The first party to attempt to find this site was: Larry Liebrecht, Brian Richardson, Duke Sumonia, and Len Wallace of CAHS. Also along was Mr. John Mangalonzo, a staff writer for the local newspaper. Joining this group later were Mr. Vern "Slim" Koester, actual witness to the 1944 event; Ms. Janet R. Mathewson, current owner of the property searched; and Mr. Robert Sanchez, staff writer for the Denver Post newspaper. (Ron did not make this trip.)
The second party was: Brian Richardson, Larry Liebrecht, Alan Sparks, Len Wallace and me. All of Colorado Aviation Historical Society. Joining us were locals :Don Carey, Carol and Myron Graybill and we are especially grateful to the landowners Janet Mathewson and Werdna Nelson. Werdna was a young girl when the crash occurred and took us to the spot. It still took us 2.5 hrs to find the first hint of the wreck site. There was astonishingly little indication.
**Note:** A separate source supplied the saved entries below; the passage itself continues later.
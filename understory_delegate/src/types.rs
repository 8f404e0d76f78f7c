// Copyright 2025 the Understory Authors
// SPDX-License-Identifier: Apache-2.0 OR MIT

//! Public types: responder identifiers, collaborator traits, and the records
//! exchanged with the native event system.

use alloc::string::String;
use smallvec::SmallVec;

/// Identifier for a responder (generational).
///
/// Ids of destroyed responders become stale; every query answers as if the
/// responder never existed and every mutation is a no-op.
#[derive(Copy, Clone, Debug, Eq, PartialEq, Hash)]
pub struct ResponderId(pub(crate) u32, pub(crate) u32);

impl ResponderId {
    pub(crate) const fn new(idx: u32, generation: u32) -> Self {
        Self(idx, generation)
    }

    pub(crate) const fn idx(self) -> usize {
        self.0 as usize
    }
}

/// Parsed `"<type>"` or `"<type> <selector>"` event spec.
#[derive(Copy, Clone, Debug, PartialEq, Eq)]
pub struct EventSpec<'a> {
    /// Event type, e.g. `click`.
    pub event_type: &'a str,
    /// Delegation selector, e.g. `li.item`.
    pub selector: Option<&'a str>,
}

impl<'a> EventSpec<'a> {
    /// Split `spec` at its first space.
    ///
    /// ```
    /// use understory_delegate::types::EventSpec;
    /// let spec = EventSpec::parse("click li.item");
    /// assert_eq!(spec.event_type, "click");
    /// assert_eq!(spec.selector, Some("li.item"));
    /// assert_eq!(EventSpec::parse("click").selector, None);
    /// ```
    pub fn parse(spec: &'a str) -> Self {
        match spec.split_once(' ') {
            Some((event_type, selector)) => {
                let selector = selector.trim();
                Self {
                    event_type,
                    selector: (!selector.is_empty()).then_some(selector),
                }
            }
            None => Self {
                event_type: spec,
                selector: None,
            },
        }
    }
}

/// Externally owned UI tree the responders mirror.
///
/// The tree also stores the node → responder association; at most one
/// responder is associated with a node at a time.
pub trait NodeTree {
    /// Node handle. Must be cheap to copy.
    type Node: Copy + Eq + core::fmt::Debug;

    /// Parent of `node`, or `None` at the root.
    fn parent_of(&self, node: &Self::Node) -> Option<Self::Node>;

    /// Whether `node` matches a delegation `selector`.
    fn matches(&self, node: &Self::Node, selector: &str) -> bool;

    /// Whether `node` is `ancestor` or one of its descendants.
    fn contains(&self, ancestor: &Self::Node, node: &Self::Node) -> bool;

    /// Responder currently associated with `node`.
    fn responder_of(&self, node: &Self::Node) -> Option<ResponderId>;

    /// Associate `responder` with `node`, replacing any previous association.
    fn set_responder(&mut self, node: &Self::Node, responder: ResponderId);

    /// Drop the association of `node`.
    fn clear_responder(&mut self, node: &Self::Node);
}

/// Which responder entry point a native binding feeds.
#[derive(Copy, Clone, Debug, PartialEq, Eq, Hash)]
pub enum NativeHandler {
    /// Plain delivery, replayed as-is.
    Event,
    /// Non-bubbling delivery: normalized and deduplicated per physical event.
    Stale,
    /// `mouseover`/`mouseout` delivery synthesizing `mouseenter`/`mouseleave`.
    EnterLeave,
}

/// One native binding held by a manager.
#[derive(Clone, Debug, PartialEq, Eq, Hash)]
pub struct NativeBinding {
    /// The listening responder that owns the binding.
    pub manager: ResponderId,
    /// Native type to bind, e.g. `click`, `mouseover` or `focus *`.
    ///
    /// A trailing ` *` asks for the all-descendants form of the type.
    pub native_type: String,
    /// Entry point to call on delivery.
    pub handler: NativeHandler,
}

/// Native event binding primitive.
///
/// When a bound event fires, the native system hands the event and the
/// binding to [`Responders::handle_native`](crate::responder::Responders::handle_native).
/// Failures are the adapter's concern; responders never retry.
pub trait NativeEvents<N> {
    /// Bind `binding` on `node`.
    fn bind(&mut self, node: &N, binding: &NativeBinding);

    /// Undo a previous [`bind`](Self::bind) with an equal binding.
    fn unbind(&mut self, node: &N, binding: &NativeBinding);
}

/// View of a platform event during dispatch.
pub trait PlatformEvent<N> {
    /// Native type of the delivery, e.g. `click` or `focusin`.
    fn event_type(&self) -> &str;

    /// Physical target node.
    fn target(&self) -> N;

    /// Related target for pointer transitions (`mouseover`/`mouseout`).
    fn related_target(&self) -> Option<N>;

    /// Whether a listener asked to stop propagation.
    fn is_propagation_stopped(&self) -> bool;
}

/// Transient metadata for one physical event.
///
/// Create one scope per physical event and pass it to every
/// [`handle_native`](crate::responder::Responders::handle_native) call made
/// for that event, so that enclosing managers resume where inner managers
/// stopped and redelivered non-bubbling events are suppressed.
#[derive(Clone, Debug, Default)]
pub struct EventScope {
    pub(crate) cursor: Option<ResponderId>,
    pub(crate) handled: SmallVec<[ResponderId; 4]>,
}

impl EventScope {
    /// Create an empty scope.
    pub fn new() -> Self {
        Self::default()
    }

    /// Responder an enclosing manager resumes replay from, if any.
    pub fn cursor(&self) -> Option<ResponderId> {
        self.cursor
    }

    /// Managers that already processed this event through a stale handler.
    pub fn handled(&self) -> &[ResponderId] {
        &self.handled
    }

    /// Record `manager` as having processed the event; `false` if it already had.
    pub(crate) fn mark_handled(&mut self, manager: ResponderId) -> bool {
        if self.handled.contains(&manager) {
            return false;
        }
        self.handled.push(manager);
        true
    }
}

/// A listener being fired during replay.
#[derive(Debug)]
pub struct Fired<'a, N, H, C> {
    /// Responder the listener is registered on.
    pub responder: ResponderId,
    /// Node handed to the listener: the matched node for delegated
    /// listeners, the responder's node otherwise.
    pub node: N,
    /// Effective event type after normalization.
    pub event_type: &'a str,
    /// Selector the listener was registered with.
    pub selector: Option<&'a str>,
    /// Registered handler.
    pub handler: &'a H,
    /// Registered context.
    pub context: Option<&'a C>,
}

bitflags::bitflags! {
    /// Validation policies applied by [`Responders`](crate::responder::Responders).
    #[derive(Clone, Copy, Debug, PartialEq, Eq, Hash)]
    pub struct Policy: u8 {
        /// `create` fails with [`Error::DuplicateAssociation`](crate::error::Error::DuplicateAssociation)
        /// when the node already carries a responder. When unset the
        /// association is silently overwritten.
        const STRICT_ASSOCIATION = 0b0000_0001;
        /// `on` fails with [`Error::UnsupportedDelegation`](crate::error::Error::UnsupportedDelegation)
        /// for selectors on non-delegable types.
        const STRICT_DELEGATION  = 0b0000_0010;
    }
}

impl Default for Policy {
    /// Association checks follow `debug_assertions`; delegation checks are always on.
    fn default() -> Self {
        if cfg!(debug_assertions) {
            Self::STRICT_ASSOCIATION | Self::STRICT_DELEGATION
        } else {
            Self::STRICT_DELEGATION
        }
    }
}

#[cfg(test)]
mod tests {
    use super::*;

    #[test]
    fn parse_trims_selector() {
        let spec = EventSpec::parse("click  ul > li ");
        assert_eq!(spec.event_type, "click");
        assert_eq!(spec.selector, Some("ul > li"));
        assert_eq!(EventSpec::parse("click ").selector, None);
    }

    #[test]
    fn scope_dedups_managers() {
        let mut scope = EventScope::new();
        let a = ResponderId::new(0, 1);
        let b = ResponderId::new(1, 1);
        assert!(scope.mark_handled(a));
        assert!(scope.mark_handled(b));
        assert!(!scope.mark_handled(a));
        assert_eq!(scope.handled(), &[a, b]);
    }

    #[test]
    fn default_policy_always_checks_delegation() {
        assert!(Policy::default().contains(Policy::STRICT_DELEGATION));
    }
}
|Len Wallace and Ron look for chips
to map out the area
Myron & Carol Graybill, Don Carey, Alan Sparks
|Complex hinge or pivot. Largest piece found.
|Janet and Werdna
|Tape measured line of debris.
|A second recognizable part.
|Most parts were like this panhead machine screw.
This was the head only. (Ron holding it)
Pictures were taken by Larry Liebrecht (Thanks Larry!)
Best route : Since the site is on private land I am not posting the coordinates of the site.